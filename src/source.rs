// src/source.rs
// Where repository metadata comes from. `MetadataSource` is the I/O seam a
// repository calls for its root index and every metadata file; `HttpSource`
// is the plain network implementation with an on-disk cache.

use crate::downloader::Downloader;
use crate::error::{RepoError, Result};
use serde_json::Value;
use sha2::{Digest, Sha256};
use std::fs;
use std::path::PathBuf;
use std::sync::Arc;
use url::Url;

pub const ROOT_FILE: &str = "packages.json";

#[derive(Debug, Clone, PartialEq, Eq)]
pub struct FetchRequest {
    pub url: String,
    pub cache_key: Option<String>,
    /// Expected sha256 hex digest of the body.
    pub sha256: Option<String>,
    pub store_last_modified: bool,
}

impl FetchRequest {
    pub fn new(url: impl Into<String>) -> Self {
        FetchRequest { url: url.into(), cache_key: None, sha256: None, store_last_modified: false }
    }

    pub fn cache_key(mut self, key: impl Into<String>) -> Self {
        self.cache_key = Some(key.into());
        self
    }

    pub fn sha256(mut self, hash: impl Into<String>) -> Self {
        self.sha256 = Some(hash.into());
        self
    }

    pub fn track_last_modified(mut self) -> Self {
        self.store_last_modified = true;
        self
    }
}

pub trait MetadataSource {
    /// Repository endpoint this source reads from.
    fn url(&self) -> &str;

    /// The request that loads the root index.
    fn root_request(&self) -> Result<FetchRequest> {
        let (root, _) = root_urls(self.url())?;
        Ok(FetchRequest::new(root.as_str()).cache_key(ROOT_FILE))
    }

    /// Loads and parses the repository's root index.
    fn load_root_server_file(&self) -> Result<Value> {
        self.fetch_file(self.root_request()?)
    }

    /// Fetches and parses one metadata file.
    fn fetch_file(&self, request: FetchRequest) -> Result<Value>;
}

/// The root index URL and the base other URLs resolve against.
/// An endpoint ending in `.json` is the root file itself.
pub fn root_urls(endpoint: &str) -> Result<(Url, Url)> {
    let trimmed = endpoint.trim_end_matches('/');
    let parsed = Url::parse(trimmed).map_err(|e| RepoError::Config(format!("invalid repository url '{}': {}", endpoint, e)))?;
    if parsed.path().ends_with(".json") {
        let base = parsed.join("./").map_err(|e| RepoError::Config(e.to_string()))?;
        Ok((parsed, base))
    } else {
        let base = Url::parse(&format!("{}/", trimmed)).map_err(|e| RepoError::Config(e.to_string()))?;
        let root = base.join(ROOT_FILE).map_err(|e| RepoError::Config(e.to_string()))?;
        Ok((root, base))
    }
}

/// Resolves `locator` against the repository endpoint unless already absolute.
pub fn resolve_url(endpoint: &str, locator: &str) -> Result<String> {
    if Url::parse(locator).is_ok() {
        return Ok(locator.to_string());
    }
    let (_, base) = root_urls(endpoint)?;
    base.join(locator)
        .map(String::from)
        .map_err(|e| RepoError::Config(format!("cannot resolve '{}': {}", locator, e)))
}

pub fn sha256_hex(bytes: &[u8]) -> String {
    hex::encode(Sha256::digest(bytes))
}

pub struct HttpSource {
    url: String,
    cache_dir: Option<PathBuf>,
    downloader: Arc<dyn Downloader>,
}

impl HttpSource {
    pub fn new(url: impl Into<String>, downloader: Arc<dyn Downloader>) -> Self {
        HttpSource { url: url.into(), cache_dir: None, downloader }
    }

    /// Cache fetched files under `dir`.
    pub fn with_cache_dir(mut self, dir: impl Into<PathBuf>) -> Self {
        self.cache_dir = Some(dir.into());
        self
    }

    fn cache_path(&self, key: &str) -> Option<PathBuf> {
        let safe: String = key.chars().map(|c| if c == '/' || c == '\\' { '~' } else { c }).collect();
        self.cache_dir.as_ref().map(|d| d.join(safe))
    }

    fn read_cache(&self, key: &str) -> Option<(Vec<u8>, Option<String>)> {
        let path = self.cache_path(key)?;
        let body = fs::read(&path).ok()?;
        let last_modified = fs::read_to_string(path.with_extension("last-modified"))
            .ok()
            .map(|s| s.trim().to_string());
        Some((body, last_modified))
    }

    fn write_cache(&self, key: &str, body: &[u8], last_modified: Option<&str>) {
        let Some(path) = self.cache_path(key) else { return };
        if let Some(parent) = path.parent() {
            let _ = fs::create_dir_all(parent);
        }
        // Cache failures never fail the fetch.
        if let Err(e) = fs::write(&path, body) {
            tracing::warn!("failed to write cache {}: {}", path.display(), e);
            return;
        }
        let stamp = path.with_extension("last-modified");
        match last_modified {
            Some(lm) => { let _ = fs::write(stamp, lm); }
            None => { let _ = fs::remove_file(stamp); }
        }
    }
}

fn parse_json(url: &str, body: &[u8]) -> Result<Value> {
    serde_json::from_slice(body).map_err(|source| RepoError::Parse { url: url.to_string(), source })
}

fn check_sha256(url: &str, body: &[u8], expected: Option<&str>) -> Result<()> {
    if let Some(expected) = expected {
        let actual = sha256_hex(body);
        if !actual.eq_ignore_ascii_case(expected) {
            return Err(RepoError::ChecksumMismatch { url: url.to_string(), expected: expected.to_string(), actual });
        }
    }
    Ok(())
}

impl MetadataSource for HttpSource {
    fn url(&self) -> &str {
        &self.url
    }

    fn fetch_file(&self, request: FetchRequest) -> Result<Value> {
        let url = resolve_url(&self.url, &request.url)?;
        let expected = request.sha256.as_deref();
        let cached = request.cache_key.as_deref().and_then(|k| self.read_cache(k));

        // A hash-pinned cache hit needs no network round trip.
        if let (Some(expected), Some((body, _))) = (expected, cached.as_ref()) {
            if sha256_hex(body).eq_ignore_ascii_case(expected) {
                tracing::debug!(url = %url, "using hash-verified cache entry");
                return parse_json(&url, body);
            }
        }

        let since = if request.store_last_modified {
            cached.as_ref().and_then(|(_, lm)| lm.as_deref())
        } else {
            None
        };
        let response = self.downloader.get(&url, since)?;
        if response.is_not_modified() {
            if let Some((body, _)) = cached.as_ref() {
                tracing::debug!(url = %url, "not modified, using cache");
                check_sha256(&url, body, expected)?;
                return parse_json(&url, body);
            }
            return Err(RepoError::Http { url, status: response.status });
        }

        check_sha256(&url, &response.body, expected)?;
        let value = parse_json(&url, &response.body)?;
        if let Some(key) = request.cache_key.as_deref() {
            let last_modified = if request.store_last_modified { response.last_modified.as_deref() } else { None };
            self.write_cache(key, &response.body, last_modified);
        }
        Ok(value)
    }
}

#[cfg(test)]
mod tests {
    use super::*;
    use crate::downloader::{Download, Response};
    use std::cell::RefCell;
    use tempfile::tempdir;

    #[derive(Default)]
    struct FakeDownloader {
        responses: RefCell<Vec<Response>>,
        calls: RefCell<Vec<(String, Option<String>)>>,
    }

    impl FakeDownloader {
        fn with(responses: Vec<Response>) -> Self {
            FakeDownloader { responses: RefCell::new(responses), calls: RefCell::default() }
        }
    }

    impl Downloader for FakeDownloader {
        fn get(&self, url: &str, since: Option<&str>) -> Result<Response> {
            self.calls.borrow_mut().push((url.to_string(), since.map(str::to_string)));
            Ok(self.responses.borrow_mut().remove(0))
        }

        fn open(&self, url: &str) -> Result<Download> {
            Err(RepoError::NotFound(url.to_string()))
        }
    }

    fn ok(body: &str, last_modified: Option<&str>) -> Response {
        Response { status: 200, body: body.as_bytes().to_vec(), last_modified: last_modified.map(str::to_string) }
    }

    #[test]
    fn root_urls_for_directory_and_json_endpoints() {
        let (root, base) = root_urls("https://repo.example/sub").unwrap();
        assert_eq!(root.as_str(), "https://repo.example/sub/packages.json");
        assert_eq!(base.as_str(), "https://repo.example/sub/");

        let (root, base) = root_urls("https://repo.example/packages.json").unwrap();
        assert_eq!(root.as_str(), "https://repo.example/packages.json");
        assert_eq!(base.as_str(), "https://repo.example/");

        assert_eq!(
            resolve_url("https://repo.example/sub", "/p2/acme/foo.json").unwrap(),
            "https://repo.example/p2/acme/foo.json"
        );
    }

    #[test]
    fn checksum_mismatch_is_an_ordinary_error() {
        let dl = Arc::new(FakeDownloader::with(vec![ok("{}", None)]));
        let source = HttpSource::new("https://repo.example", dl);
        let err = source
            .fetch_file(FetchRequest::new("https://repo.example/a.json").sha256("00"))
            .unwrap_err();
        assert!(matches!(err, RepoError::ChecksumMismatch { .. }));
        assert!(!err.is_security());
    }

    #[test]
    fn hash_pinned_cache_hit_skips_network() {
        let dir = tempdir().unwrap();
        let dl = Arc::new(FakeDownloader::with(vec![ok(r#"{"a":1}"#, None)]));
        let source = HttpSource::new("https://repo.example", dl.clone()).with_cache_dir(dir.path());
        let hash = sha256_hex(br#"{"a":1}"#);

        let req = FetchRequest::new("https://repo.example/a.json").cache_key("a.json").sha256(hash.clone());
        assert_eq!(source.fetch_file(req.clone()).unwrap()["a"], 1);
        assert_eq!(source.fetch_file(req).unwrap()["a"], 1);
        assert_eq!(dl.calls.borrow().len(), 1);
    }

    #[test]
    fn last_modified_is_sent_and_304_reuses_cache() {
        let dir = tempdir().unwrap();
        let not_modified = Response { status: 304, body: Vec::new(), last_modified: None };
        let dl = Arc::new(FakeDownloader::with(vec![ok(r#"{"v":2}"#, Some("Tue, 01 Sep 2026 10:00:00 GMT")), not_modified]));
        let source = HttpSource::new("https://repo.example", dl.clone()).with_cache_dir(dir.path());

        let req = FetchRequest::new("p2/acme/foo.json").cache_key("provider-acme/foo.json").track_last_modified();
        source.fetch_file(req.clone()).unwrap();
        let value = source.fetch_file(req).unwrap();
        assert_eq!(value["v"], 2);

        let calls = dl.calls.borrow();
        assert_eq!(calls[0], ("https://repo.example/p2/acme/foo.json".to_string(), None));
        assert_eq!(calls[1].1.as_deref(), Some("Tue, 01 Sep 2026 10:00:00 GMT"));
    }

    #[test]
    fn invalid_json_is_a_parse_error() {
        let dl = Arc::new(FakeDownloader::with(vec![ok("not json", None)]));
        let source = HttpSource::new("https://repo.example", dl);
        assert!(matches!(source.load_root_server_file(), Err(RepoError::Parse { .. })));
    }
}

What this task involves: If a line in the records above contains the string "format", copy that line out.

Reply to the exercise:
    let parsed = Url::parse(trimmed).map_err(|e| RepoError::Config(format!("invalid repository url '{}': {}", endpoint, e)))?;
        let base = Url::parse(&format!("{}/", trimmed)).map_err(|e| RepoError::Config(e.to_string()))?;
        .map_err(|e| RepoError::Config(format!("cannot resolve '{}': {}", locator, e)))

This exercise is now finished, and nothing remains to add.